Editor’s Note: Today we welcome guest blogger Toine Pieters, senior lecturer and researcher at the VU-Medical Center in Amsterdam (since 1998) and professor of the History of Pharmacy at the universities of Groningen and Utrecht (since 2008). Working at the intersection of psycho-pharmacology, addiction studies, genetics and eugenics, he is the author of Interferon: The Science and Selling of a Miracle Drug (London, 2005) as well as a host of diverse papers. In addition to teaching and writing, he also is the project manager of WAHSP and BIland: Web applications for historical sentiment mining in public media. Pieters will be guest blogging at Points intermittently through the fall– we hope with a whole slate of provocative topics like today’s.
Archaeologists love to dig into trash as a source of information for reconstructing the past. Biochemical researchers have followed suit with another kind of waste: sewage.

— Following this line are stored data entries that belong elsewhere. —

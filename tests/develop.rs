use std::fs;
use std::sync::{Arc, Mutex};

use camino::{Utf8Path, Utf8PathBuf};
use kumiki::{
    Document, DocumentOptions, Error, ExecutionContext, Graph, Product, SourceContainer,
    SourceFormat, TAG_INJECTED, Task,
};

fn tempdir() -> (tempfile::TempDir, Utf8PathBuf) {
    let dir = tempfile::tempdir().unwrap();
    let path = Utf8PathBuf::try_from(dir.path().to_path_buf()).unwrap();
    (dir, path)
}

fn noop(_: &mut Document, _: &ExecutionContext) -> anyhow::Result<()> {
    Ok(())
}

fn graph(dir: &Utf8Path, code: &str) -> Graph {
    fs::write(dir.join("nb.py"), code).unwrap();

    let mut graph = Graph::default();
    let task = Task::document(
        "nb",
        SourceContainer::file(dir.join("nb.py")).unwrap(),
        Product::file(dir.join("nb.ipynb")),
        Arc::new(noop),
    )
    .unwrap()
    .with_param("alpha", 1);
    graph.add(task).unwrap();
    graph
}

#[test]
fn unchanged_document_is_not_written() {
    let (_guard, dir) = tempdir();
    let mut graph = graph(&dir, "print(1)\n");
    let before = fs::metadata(dir.join("nb.py")).unwrap().modified().unwrap();

    let opened = Arc::new(Mutex::new(None));
    let editor = {
        let opened = opened.clone();
        move |path: &Utf8Path| -> anyhow::Result<()> {
            let document = Document::load(path)?;
            anyhow::ensure!(
                document.cells.iter().any(|cell| cell.has_tag(TAG_INJECTED)),
                "parameters are not injected"
            );
            *opened.lock().unwrap() = Some(path.to_path_buf());
            Ok(())
        }
    };

    assert!(!graph.develop("nb", &editor).unwrap());

    let after = fs::metadata(dir.join("nb.py")).unwrap().modified().unwrap();
    assert_eq!(before, after);
    assert_eq!(fs::read_to_string(dir.join("nb.py")).unwrap(), "print(1)\n");

    // the editable copy is gone once the session ends
    let path = opened.lock().unwrap().clone().unwrap();
    assert!(!path.exists());
    assert_eq!(path.extension(), Some("ipynb"));
}

#[test]
fn edits_are_written_back_without_parameters() {
    let (_guard, dir) = tempdir();
    let mut graph = graph(&dir, "print(1)\n");
    graph.build(false).unwrap();

    let editor = |path: &Utf8Path| -> anyhow::Result<()> {
        let mut document = Document::load(path)?;
        let last = document.cells.len() - 1;
        document.cells[last].source = "print(2)".into();
        fs::write(path, document.to_json()?)?;
        Ok(())
    };

    assert!(graph.develop("nb", &editor).unwrap());

    let source = fs::read_to_string(dir.join("nb.py")).unwrap();
    assert_eq!(source.trim(), "print(2)");
    assert!(!source.contains("alpha"));

    // the task was re-rendered against the new source
    let task = graph.task("nb").unwrap();
    assert!(task.staleness().unwrap().code);
}

#[test]
fn failing_editor_cleans_up() {
    let (_guard, dir) = tempdir();
    let mut graph = graph(&dir, "print(1)\n");

    let opened = Arc::new(Mutex::new(None));
    let editor = {
        let opened = opened.clone();
        move |path: &Utf8Path| -> anyhow::Result<()> {
            *opened.lock().unwrap() = Some(path.to_path_buf());
            anyhow::bail!("editor crashed")
        }
    };

    let err = graph.develop("nb", &editor).unwrap_err();
    assert!(err.to_string().contains("editor crashed"));

    let path = opened.lock().unwrap().clone().unwrap();
    assert!(!path.exists());
    assert_eq!(fs::read_to_string(dir.join("nb.py")).unwrap(), "print(1)\n");
}

#[test]
fn notebook_sources_stay_notebooks() {
    let (_guard, dir) = tempdir();

    let document = Document::from_script("print(1)\n", kumiki::Language::Python);
    fs::write(dir.join("nb.ipynb"), document.to_json().unwrap()).unwrap();

    let mut graph = Graph::default();
    let task = Task::document_with(
        "nb",
        SourceContainer::file(dir.join("nb.ipynb")).unwrap(),
        Product::file(dir.join("out/nb.html")),
        Arc::new(noop),
        DocumentOptions::default(),
    )
    .unwrap();
    graph.add(task).unwrap();

    let editor = |path: &Utf8Path| -> anyhow::Result<()> {
        let mut document = Document::load(path)?;
        document.cells.push(kumiki::Cell::code("print(3)"));
        fs::write(path, document.to_json()?)?;
        Ok(())
    };

    assert!(graph.develop("nb", &editor).unwrap());

    let stored = Document::load(&dir.join("nb.ipynb")).unwrap();
    let sources: Vec<_> = stored.cells.iter().map(|cell| cell.source.trim()).collect();
    assert_eq!(sources, vec!["print(1)", "print(3)"]);
    assert_eq!(
        graph.task("nb").unwrap().source().format(),
        SourceFormat::Notebook
    );
}

#[test]
fn only_documents_can_be_developed() {
    let (_guard, dir) = tempdir();
    let mut graph = Graph::default();
    graph
        .add(Task::callable("calc", "calc", Product::file(dir.join("x")), |_| Ok(())))
        .unwrap();

    let editor = |_: &Utf8Path| -> anyhow::Result<()> { Ok(()) };
    assert!(matches!(
        graph.develop("calc", &editor),
        Err(Error::Develop(kumiki::DevelopError::NotADocument(_)))
    ));
}
use std::fs;
use std::sync::Arc;

use camino::{Utf8Path, Utf8PathBuf};
use kumiki::{CommandEngine, Outcome, PIPELINE_FILE, PipelineSpec, SkipReason};

fn tempdir() -> (tempfile::TempDir, Utf8PathBuf) {
    let dir = tempfile::tempdir().unwrap();
    let path = Utf8PathBuf::try_from(dir.path().to_path_buf()).unwrap();
    (dir, path)
}

fn touch(dir: &Utf8Path, name: &str, text: &str) {
    fs::write(dir.join(name), text).unwrap();
}

#[test]
fn shell_pipeline_builds_incrementally() {
    let (_guard, dir) = tempdir();

    touch(&dir, "load.sh", "echo \"$KUMIKI_PARAM_GREETING\" > \"$KUMIKI_PRODUCT\"\n");
    touch(
        &dir,
        "shout.sh",
        "tr a-z A-Z < \"$KUMIKI_UPSTREAM_LOAD\" > \"$KUMIKI_PRODUCT\"\n",
    );
    touch(
        &dir,
        PIPELINE_FILE,
        r#"{
            "executor": "parallel",
            "tasks": [
                { "source": "load.sh", "product": "out/load.txt", "params": { "greeting": "{{greeting}}" } },
                { "source": "shout.sh", "product": "out/shout.txt", "upstream": ["load"] }
            ]
        }"#,
    );
    touch(&dir, "env.json", r#"{ "greeting": "hello" }"#);
    fs::create_dir(dir.join("out")).unwrap();

    let spec = PipelineSpec::find(&dir).unwrap();
    let mut graph = spec.to_graph(Arc::new(CommandEngine::new())).unwrap();

    let report = graph.build(false).unwrap();
    assert_eq!(report.outcome("shout"), Some(Outcome::Built));
    assert_eq!(fs::read_to_string(dir.join("out/shout.txt")).unwrap(), "HELLO\n");

    let report = graph.build(false).unwrap();
    assert_eq!(
        report.outcome("shout"),
        Some(Outcome::Skipped(SkipReason::UpToDate))
    );

    // a new graph reads the stored build records
    let mut graph = spec.to_graph(Arc::new(CommandEngine::new())).unwrap();
    let report = graph.build(false).unwrap();
    assert_eq!(report.ran().count(), 0);
}

#[test]
fn failing_shell_task_reports_stderr() {
    let (_guard, dir) = tempdir();

    touch(&dir, "fail.sh", "echo 'no such table' >&2\nexit 3\n");
    touch(
        &dir,
        PIPELINE_FILE,
        r#"{ "tasks": [{ "source": "fail.sh", "product": "fail.txt" }] }"#,
    );

    let spec = PipelineSpec::load(dir.join(PIPELINE_FILE)).unwrap();
    let mut graph = spec.to_graph(Arc::new(CommandEngine::new())).unwrap();

    let err = graph.build(false).unwrap_err();
    assert!(err.failure("fail").unwrap().to_string().contains("no such table"));
}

Over the past decade a new promising technique based on the analysis of urinary drug biomarkers in sewage has been developed to estimate drug use by specific populations. This approach has been referred to as ‘sewage epidemiology’. Throughout last year, researchers from 19 different European countries studied illicit drug use by chemically sifting through the sewers. What does the study tell us about monitoring drug use?
The claim is that screening for drugs that pass through the body and then get flushed down the toilet is a faster and more reliable way to assess a community’s drug use than the time consuming data gathering tools currently available: population surveys and indirect estimates of drug production and seizure. The major assumption is that a sample of waste water is representative of a pooled urine sample of the entire population in the study area.